AIM OF THE EXERCISE = Determine how many lines of the listing contain the word "usize". The reply is that number alone.

RECORDS FOR THE EXERCISE =
┄┄┄┄┄┄┄┄┄┄

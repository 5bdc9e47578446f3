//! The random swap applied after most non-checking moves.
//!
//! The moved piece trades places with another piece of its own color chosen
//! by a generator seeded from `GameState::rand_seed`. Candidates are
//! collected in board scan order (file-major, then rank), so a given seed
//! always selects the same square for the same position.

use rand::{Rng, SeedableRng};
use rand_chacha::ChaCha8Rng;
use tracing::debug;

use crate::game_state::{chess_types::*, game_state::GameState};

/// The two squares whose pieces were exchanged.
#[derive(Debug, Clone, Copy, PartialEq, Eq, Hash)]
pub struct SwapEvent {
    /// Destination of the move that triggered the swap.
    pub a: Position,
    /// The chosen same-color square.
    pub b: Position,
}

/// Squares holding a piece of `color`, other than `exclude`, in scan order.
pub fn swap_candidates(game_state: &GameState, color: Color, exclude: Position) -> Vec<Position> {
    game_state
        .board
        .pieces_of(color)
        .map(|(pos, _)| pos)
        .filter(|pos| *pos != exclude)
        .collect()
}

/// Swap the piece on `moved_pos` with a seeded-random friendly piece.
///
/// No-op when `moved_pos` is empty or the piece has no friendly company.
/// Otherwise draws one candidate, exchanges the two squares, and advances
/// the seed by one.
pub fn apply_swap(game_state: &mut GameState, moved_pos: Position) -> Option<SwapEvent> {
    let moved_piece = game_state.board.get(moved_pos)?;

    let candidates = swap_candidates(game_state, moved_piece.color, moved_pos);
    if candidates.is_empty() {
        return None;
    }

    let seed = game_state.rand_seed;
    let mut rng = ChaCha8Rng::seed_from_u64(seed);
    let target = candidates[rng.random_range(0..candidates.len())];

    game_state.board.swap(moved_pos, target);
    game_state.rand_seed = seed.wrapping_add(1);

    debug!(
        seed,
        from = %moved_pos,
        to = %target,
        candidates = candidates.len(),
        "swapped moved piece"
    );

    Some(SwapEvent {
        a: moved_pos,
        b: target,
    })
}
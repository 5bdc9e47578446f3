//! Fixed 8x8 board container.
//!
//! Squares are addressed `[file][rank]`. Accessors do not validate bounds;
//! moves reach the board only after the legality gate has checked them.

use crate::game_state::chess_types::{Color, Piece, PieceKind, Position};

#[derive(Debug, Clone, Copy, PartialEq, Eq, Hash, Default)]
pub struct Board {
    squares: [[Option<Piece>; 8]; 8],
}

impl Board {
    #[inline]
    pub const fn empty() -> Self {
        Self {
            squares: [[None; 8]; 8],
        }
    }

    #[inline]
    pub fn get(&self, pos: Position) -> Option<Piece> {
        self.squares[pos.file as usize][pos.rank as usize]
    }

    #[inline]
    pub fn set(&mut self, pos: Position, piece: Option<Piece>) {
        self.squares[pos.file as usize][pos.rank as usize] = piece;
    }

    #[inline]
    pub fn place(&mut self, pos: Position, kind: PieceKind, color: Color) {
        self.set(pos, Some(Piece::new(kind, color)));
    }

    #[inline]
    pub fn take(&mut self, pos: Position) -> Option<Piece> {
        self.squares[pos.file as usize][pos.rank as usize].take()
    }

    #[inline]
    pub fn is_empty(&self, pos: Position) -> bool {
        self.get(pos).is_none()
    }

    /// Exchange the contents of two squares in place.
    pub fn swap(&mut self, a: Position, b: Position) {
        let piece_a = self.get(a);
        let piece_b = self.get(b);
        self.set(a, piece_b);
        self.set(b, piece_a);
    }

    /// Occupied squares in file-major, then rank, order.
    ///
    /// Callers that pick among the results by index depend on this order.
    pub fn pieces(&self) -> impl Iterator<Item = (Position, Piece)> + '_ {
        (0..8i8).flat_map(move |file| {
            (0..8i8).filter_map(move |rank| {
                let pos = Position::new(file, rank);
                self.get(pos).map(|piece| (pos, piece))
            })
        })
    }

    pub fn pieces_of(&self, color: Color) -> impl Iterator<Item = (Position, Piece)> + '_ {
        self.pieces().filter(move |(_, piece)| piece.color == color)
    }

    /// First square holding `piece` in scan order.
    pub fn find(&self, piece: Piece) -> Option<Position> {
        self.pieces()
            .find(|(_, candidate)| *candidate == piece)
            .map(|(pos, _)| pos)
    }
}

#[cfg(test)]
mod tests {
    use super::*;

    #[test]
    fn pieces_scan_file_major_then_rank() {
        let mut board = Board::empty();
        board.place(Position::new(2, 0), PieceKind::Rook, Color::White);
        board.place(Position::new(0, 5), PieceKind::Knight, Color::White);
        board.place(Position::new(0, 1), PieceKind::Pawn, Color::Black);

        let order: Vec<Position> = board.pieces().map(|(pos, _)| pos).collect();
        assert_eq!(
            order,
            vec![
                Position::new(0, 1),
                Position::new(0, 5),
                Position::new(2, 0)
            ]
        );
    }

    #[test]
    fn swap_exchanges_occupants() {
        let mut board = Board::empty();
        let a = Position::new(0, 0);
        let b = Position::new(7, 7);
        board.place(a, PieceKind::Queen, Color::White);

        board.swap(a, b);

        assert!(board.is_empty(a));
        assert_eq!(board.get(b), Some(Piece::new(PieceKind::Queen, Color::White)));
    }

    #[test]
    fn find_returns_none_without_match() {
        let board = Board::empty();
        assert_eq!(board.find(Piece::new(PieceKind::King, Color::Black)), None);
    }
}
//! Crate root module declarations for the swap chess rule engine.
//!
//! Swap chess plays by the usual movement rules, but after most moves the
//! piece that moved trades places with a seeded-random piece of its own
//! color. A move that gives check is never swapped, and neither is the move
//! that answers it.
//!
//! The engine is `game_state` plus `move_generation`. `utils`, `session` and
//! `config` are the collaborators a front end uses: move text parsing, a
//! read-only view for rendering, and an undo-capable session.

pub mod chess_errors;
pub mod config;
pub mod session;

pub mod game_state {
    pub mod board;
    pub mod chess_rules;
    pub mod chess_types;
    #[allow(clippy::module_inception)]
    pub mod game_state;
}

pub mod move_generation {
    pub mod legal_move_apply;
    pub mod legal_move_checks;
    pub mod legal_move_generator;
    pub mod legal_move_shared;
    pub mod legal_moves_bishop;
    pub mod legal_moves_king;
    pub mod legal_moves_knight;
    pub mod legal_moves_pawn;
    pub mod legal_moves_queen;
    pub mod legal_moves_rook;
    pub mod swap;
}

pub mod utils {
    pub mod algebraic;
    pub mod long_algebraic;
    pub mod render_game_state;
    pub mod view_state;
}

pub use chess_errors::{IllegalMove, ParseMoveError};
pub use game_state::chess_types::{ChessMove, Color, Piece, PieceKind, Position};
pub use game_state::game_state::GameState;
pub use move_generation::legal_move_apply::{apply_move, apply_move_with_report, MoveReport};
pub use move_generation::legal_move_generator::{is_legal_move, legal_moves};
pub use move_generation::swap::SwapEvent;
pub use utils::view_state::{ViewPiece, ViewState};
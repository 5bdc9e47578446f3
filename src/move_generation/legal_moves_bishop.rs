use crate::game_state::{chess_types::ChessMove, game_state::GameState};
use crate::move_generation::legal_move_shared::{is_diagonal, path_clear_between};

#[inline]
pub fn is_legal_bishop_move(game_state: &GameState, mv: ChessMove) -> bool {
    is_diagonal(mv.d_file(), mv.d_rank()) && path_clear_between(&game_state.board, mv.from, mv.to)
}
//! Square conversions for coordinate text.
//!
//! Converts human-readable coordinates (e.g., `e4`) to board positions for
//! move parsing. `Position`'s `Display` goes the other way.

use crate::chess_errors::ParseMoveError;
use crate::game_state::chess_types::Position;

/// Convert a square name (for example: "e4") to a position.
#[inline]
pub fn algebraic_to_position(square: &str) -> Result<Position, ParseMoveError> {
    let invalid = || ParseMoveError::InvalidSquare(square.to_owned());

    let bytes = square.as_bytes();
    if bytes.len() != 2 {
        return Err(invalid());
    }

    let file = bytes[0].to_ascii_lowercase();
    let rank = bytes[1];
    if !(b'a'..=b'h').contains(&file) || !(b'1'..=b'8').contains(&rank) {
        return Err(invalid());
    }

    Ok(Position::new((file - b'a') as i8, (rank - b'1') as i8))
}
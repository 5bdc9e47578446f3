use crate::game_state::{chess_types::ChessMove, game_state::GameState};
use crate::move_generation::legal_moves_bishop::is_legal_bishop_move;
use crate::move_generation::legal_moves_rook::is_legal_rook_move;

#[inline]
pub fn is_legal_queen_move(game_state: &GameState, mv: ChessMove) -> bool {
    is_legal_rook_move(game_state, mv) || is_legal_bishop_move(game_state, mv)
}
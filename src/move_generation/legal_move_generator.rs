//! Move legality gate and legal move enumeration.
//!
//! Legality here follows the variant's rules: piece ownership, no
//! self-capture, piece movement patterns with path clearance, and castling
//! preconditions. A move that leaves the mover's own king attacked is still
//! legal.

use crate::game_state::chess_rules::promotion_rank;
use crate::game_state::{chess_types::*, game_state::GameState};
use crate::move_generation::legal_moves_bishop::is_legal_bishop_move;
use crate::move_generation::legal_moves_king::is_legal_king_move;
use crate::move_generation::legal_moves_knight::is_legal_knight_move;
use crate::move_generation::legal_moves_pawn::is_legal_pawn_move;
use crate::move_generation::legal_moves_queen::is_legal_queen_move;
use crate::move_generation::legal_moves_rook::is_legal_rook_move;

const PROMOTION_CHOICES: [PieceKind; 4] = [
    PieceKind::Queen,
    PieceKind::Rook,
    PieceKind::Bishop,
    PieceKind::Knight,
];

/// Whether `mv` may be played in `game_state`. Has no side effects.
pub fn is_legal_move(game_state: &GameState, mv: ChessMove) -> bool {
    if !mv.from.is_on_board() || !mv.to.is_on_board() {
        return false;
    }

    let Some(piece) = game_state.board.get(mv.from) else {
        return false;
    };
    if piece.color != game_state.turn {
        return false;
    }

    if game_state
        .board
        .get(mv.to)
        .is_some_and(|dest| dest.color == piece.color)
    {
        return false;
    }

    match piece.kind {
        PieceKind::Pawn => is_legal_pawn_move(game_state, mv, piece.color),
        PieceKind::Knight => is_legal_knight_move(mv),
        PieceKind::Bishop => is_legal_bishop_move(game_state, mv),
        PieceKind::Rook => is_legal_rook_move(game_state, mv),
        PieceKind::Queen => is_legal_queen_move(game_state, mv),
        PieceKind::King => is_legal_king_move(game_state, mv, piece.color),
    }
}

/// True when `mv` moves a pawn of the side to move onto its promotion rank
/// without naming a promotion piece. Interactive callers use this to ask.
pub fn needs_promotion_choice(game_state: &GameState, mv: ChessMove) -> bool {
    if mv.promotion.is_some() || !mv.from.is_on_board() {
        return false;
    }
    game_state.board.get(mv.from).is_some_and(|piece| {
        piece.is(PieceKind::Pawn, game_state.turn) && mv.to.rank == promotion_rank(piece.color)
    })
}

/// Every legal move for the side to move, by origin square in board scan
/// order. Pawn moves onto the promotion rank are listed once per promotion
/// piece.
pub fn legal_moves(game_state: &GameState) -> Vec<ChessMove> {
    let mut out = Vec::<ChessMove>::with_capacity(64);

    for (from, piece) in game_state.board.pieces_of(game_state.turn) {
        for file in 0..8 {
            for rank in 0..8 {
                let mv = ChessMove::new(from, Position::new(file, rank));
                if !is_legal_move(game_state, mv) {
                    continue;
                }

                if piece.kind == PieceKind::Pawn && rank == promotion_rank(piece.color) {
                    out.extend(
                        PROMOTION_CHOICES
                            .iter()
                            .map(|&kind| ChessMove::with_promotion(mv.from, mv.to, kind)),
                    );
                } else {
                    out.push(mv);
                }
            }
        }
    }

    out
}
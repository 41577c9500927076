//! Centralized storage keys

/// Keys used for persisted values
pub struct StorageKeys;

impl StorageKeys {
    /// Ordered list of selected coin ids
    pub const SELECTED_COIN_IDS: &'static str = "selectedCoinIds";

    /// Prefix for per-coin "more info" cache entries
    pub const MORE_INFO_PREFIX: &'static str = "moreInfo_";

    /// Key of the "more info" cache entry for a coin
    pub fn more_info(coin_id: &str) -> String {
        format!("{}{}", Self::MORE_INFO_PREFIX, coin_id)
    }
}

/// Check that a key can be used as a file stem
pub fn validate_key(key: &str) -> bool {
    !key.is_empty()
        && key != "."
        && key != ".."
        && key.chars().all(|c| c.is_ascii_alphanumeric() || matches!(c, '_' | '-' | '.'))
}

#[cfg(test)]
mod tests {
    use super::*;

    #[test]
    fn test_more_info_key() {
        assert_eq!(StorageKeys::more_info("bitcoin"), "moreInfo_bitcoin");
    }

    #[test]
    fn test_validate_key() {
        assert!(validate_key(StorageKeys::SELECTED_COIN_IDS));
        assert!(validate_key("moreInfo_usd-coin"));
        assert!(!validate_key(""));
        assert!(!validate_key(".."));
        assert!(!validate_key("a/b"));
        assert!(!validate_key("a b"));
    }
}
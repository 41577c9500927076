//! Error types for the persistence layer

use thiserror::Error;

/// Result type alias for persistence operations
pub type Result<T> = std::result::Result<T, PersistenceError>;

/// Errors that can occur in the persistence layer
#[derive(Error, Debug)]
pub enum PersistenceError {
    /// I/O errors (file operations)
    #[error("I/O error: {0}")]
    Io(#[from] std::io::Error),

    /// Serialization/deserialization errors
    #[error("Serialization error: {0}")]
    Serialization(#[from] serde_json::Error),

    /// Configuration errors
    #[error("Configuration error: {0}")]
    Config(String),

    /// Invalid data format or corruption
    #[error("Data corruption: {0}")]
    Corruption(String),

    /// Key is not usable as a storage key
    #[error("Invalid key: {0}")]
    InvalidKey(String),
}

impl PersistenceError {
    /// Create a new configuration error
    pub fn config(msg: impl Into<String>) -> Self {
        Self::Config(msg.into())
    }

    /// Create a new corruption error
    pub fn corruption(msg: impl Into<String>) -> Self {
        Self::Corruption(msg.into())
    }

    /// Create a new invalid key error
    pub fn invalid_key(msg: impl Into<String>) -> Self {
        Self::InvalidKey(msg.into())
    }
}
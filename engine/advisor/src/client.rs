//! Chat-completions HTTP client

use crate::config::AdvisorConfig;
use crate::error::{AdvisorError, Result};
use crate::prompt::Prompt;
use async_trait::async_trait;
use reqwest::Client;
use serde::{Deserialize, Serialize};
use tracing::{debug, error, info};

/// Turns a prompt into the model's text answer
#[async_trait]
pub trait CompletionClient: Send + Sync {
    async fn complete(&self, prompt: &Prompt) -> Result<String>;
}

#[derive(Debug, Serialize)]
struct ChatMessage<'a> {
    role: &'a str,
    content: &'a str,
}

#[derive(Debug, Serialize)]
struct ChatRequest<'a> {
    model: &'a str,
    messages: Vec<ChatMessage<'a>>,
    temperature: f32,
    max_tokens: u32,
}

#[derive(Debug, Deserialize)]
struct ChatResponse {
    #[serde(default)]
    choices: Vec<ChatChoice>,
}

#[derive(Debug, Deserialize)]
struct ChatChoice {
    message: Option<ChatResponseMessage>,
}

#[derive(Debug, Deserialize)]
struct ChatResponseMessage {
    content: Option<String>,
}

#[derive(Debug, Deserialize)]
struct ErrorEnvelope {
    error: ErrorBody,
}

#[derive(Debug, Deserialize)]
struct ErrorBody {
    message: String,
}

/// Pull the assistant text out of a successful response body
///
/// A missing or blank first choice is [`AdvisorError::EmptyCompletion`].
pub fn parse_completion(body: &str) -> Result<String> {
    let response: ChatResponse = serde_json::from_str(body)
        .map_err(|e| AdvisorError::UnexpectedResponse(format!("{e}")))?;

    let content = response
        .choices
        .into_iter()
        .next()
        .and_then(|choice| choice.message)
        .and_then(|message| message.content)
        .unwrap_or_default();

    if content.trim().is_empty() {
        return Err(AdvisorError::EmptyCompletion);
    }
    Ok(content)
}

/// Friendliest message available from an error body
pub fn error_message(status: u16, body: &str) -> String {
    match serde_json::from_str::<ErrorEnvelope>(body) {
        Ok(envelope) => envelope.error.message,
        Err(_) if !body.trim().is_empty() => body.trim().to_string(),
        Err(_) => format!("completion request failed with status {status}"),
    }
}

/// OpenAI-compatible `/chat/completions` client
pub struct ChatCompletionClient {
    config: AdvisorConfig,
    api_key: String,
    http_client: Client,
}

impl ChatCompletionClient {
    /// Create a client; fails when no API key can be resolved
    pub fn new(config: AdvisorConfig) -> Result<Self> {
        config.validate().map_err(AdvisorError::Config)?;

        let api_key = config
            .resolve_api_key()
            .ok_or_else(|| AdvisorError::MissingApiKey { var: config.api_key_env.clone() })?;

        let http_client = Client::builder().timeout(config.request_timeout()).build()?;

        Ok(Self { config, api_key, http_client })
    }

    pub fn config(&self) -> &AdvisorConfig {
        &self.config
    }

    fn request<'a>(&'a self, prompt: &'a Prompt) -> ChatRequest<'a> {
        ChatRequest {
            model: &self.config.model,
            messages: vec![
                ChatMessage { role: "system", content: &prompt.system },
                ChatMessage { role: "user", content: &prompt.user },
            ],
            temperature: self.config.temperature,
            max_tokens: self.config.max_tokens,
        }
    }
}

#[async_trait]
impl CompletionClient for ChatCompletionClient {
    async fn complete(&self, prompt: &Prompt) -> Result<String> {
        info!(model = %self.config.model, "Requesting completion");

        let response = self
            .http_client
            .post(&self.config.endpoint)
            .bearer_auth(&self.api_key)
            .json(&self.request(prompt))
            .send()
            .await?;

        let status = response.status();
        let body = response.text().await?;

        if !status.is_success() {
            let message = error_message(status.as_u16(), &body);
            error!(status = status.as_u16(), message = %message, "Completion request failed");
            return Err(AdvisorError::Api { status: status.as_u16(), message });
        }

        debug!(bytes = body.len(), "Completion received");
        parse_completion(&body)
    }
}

┄┄┄┄┄┄┄┄┄┄

TASK OUTPUT = 3